BizJournals Portfolio
Nov 07 2007 12:00am EDT

Toxic Waste Watch: Beware CDO-backed ABCP!

Since when do CDOs borrow money? I'm obviously rather behind the curve here, since I thought that a CDO was basically an unlevered entity which invested in debt. When it got income from that debt, the income would go first to people holding the super-senior tranches, and then waterfall down. If you want extra risk in CDO form, that's easy: you just buy the lower-rated tranches. There's no need for leverage.

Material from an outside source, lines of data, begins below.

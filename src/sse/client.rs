//! Reconnecting event-stream client.
//!
//! Full implementation with:
//! - Background tokio task per client for connection management
//! - Exponential backoff reconnection up to a configurable ceiling
//! - `Last-Event-ID` tracking + resend on reconnect
//! - Channel filtering and payload decoding via [`EventDecoder`]
//! - Synchronous `disconnect()` that no stale timer can outlive
//!
//! Every state transition made by the background task happens under the
//! client's state lock and first checks the connection generation. `connect`,
//! `disconnect` and `reconnect` bump the generation under the same lock, so
//! once `disconnect()` returns the superseded task can no longer touch state
//! or open a connection, even if it has not been polled since the abort.
//!
//! Callbacks run under a separate dispatch gate, after a second generation
//! check. Bumping the generation also takes the gate, so `disconnect()` waits
//! out a callback already in flight and no later callback can start.

use std::sync::Arc;

use futures_util::future::BoxFuture;
use futures_util::StreamExt;
use parking_lot::Mutex;
use tokio::sync::watch;
use tokio::task::JoinHandle;

use crate::error::{SseError, SseResult};
use crate::sse::decode::EventDecoder;
use crate::sse::parse::{EventParser, FrameStream, SseFrame};
use crate::sse::state::{ClientState, ConnectionMachine, ConnectionState, ErrorAction};
use crate::sse::transport::{ByteStream, OpenRequest, Transport};
use crate::sse::{SseHandlers, SseOptions};

#[cfg(feature = "http")]
use crate::sse::{decode::JsonDecoder, http::HttpTransport};

// ─── Shared state ────────────────────────────────────────────────────────────

struct Shared<T> {
    machine: ConnectionMachine<T>,
    generation: u64,
}

struct Inner<D: EventDecoder, Tr> {
    url: String,
    options: SseOptions,
    decoder: D,
    transport: Tr,
    handlers: SseHandlers<D::Output>,
    shared: Mutex<Shared<D::Output>>,
    /// Held while a callback runs; lock order is `dispatch` then `shared`.
    dispatch: Mutex<()>,
    state_tx: watch::Sender<ConnectionState>,
}

/// How a connected stream stopped.
enum StreamEnd {
    Failed(SseError),
    Superseded,
}

// ─── Builder ─────────────────────────────────────────────────────────────────

/// Builder for [`SseClient`].
pub struct SseClientBuilder<T> {
    url: String,
    options: SseOptions,
    handlers: SseHandlers<T>,
}

impl<T> SseClientBuilder<T> {
    pub fn new(url: impl Into<String>) -> Self {
        Self {
            url: url.into(),
            options: SseOptions::default(),
            handlers: SseHandlers::new(),
        }
    }

    pub fn options(mut self, options: SseOptions) -> Self {
        self.options = options;
        self
    }

    pub fn handlers(mut self, handlers: SseHandlers<T>) -> Self {
        self.handlers = handlers;
        self
    }

    pub fn on_message(mut self, f: impl Fn(&T) + Send + Sync + 'static) -> Self {
        self.handlers = self.handlers.on_message(f);
        self
    }

    pub fn on_error(mut self, f: impl Fn(&SseError) + Send + Sync + 'static) -> Self {
        self.handlers = self.handlers.on_error(f);
        self
    }

    pub fn on_open(mut self, f: impl Fn() + Send + Sync + 'static) -> Self {
        self.handlers = self.handlers.on_open(f);
        self
    }

    pub fn on_close(mut self, f: impl Fn() + Send + Sync + 'static) -> Self {
        self.handlers = self.handlers.on_close(f);
        self
    }

    /// Finish the client. `options.event_name`, when set, is applied to the
    /// decoder; decoders with fixed channels keep their own.
    pub fn build<D, Tr>(self, mut decoder: D, transport: Tr) -> SseClient<D, Tr>
    where
        T: Clone + Send + Sync + 'static,
        D: EventDecoder<Output = T>,
        Tr: Transport,
    {
        if let Some(name) = &self.options.event_name {
            if !decoder.listen_to(name) {
                tracing::warn!("Decoder has fixed channels, ignoring event_name '{}'", name);
            }
        }

        let policy = self.options.reconnect_policy();
        let (state_tx, _) = watch::channel(ConnectionState::Disconnected);
        SseClient {
            inner: Arc::new(Inner {
                url: self.url,
                options: self.options,
                decoder,
                transport,
                handlers: self.handlers,
                shared: Mutex::new(Shared {
                    machine: ConnectionMachine::new(policy),
                    generation: 0,
                }),
                dispatch: Mutex::new(()),
                state_tx,
            }),
            task_handle: None,
        }
    }
}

Unless you're Citigroup, it seems. Sam Jones has done some close reading of Citi's 10-Q:

In Citi’s 10-Q filing on Monday, the bank repeated its weekend disclosure of $43bn in CDO super senior debt “backed primarily by subprime collateral.” The crucial point being that most of that was made up of:

…approximately $25 billion in commercial paper principally secured by super senior tranches of high grade ABS CDOs.

You knew that asset-backed commercial paper (ABCP) was having problems. You knew that CDOs were having problems. What you didn't know, until now, was that Citi had managed to combine the two, to create CDO-backed ABCP. Yikes! (Or if you did know, you didn't tell me.)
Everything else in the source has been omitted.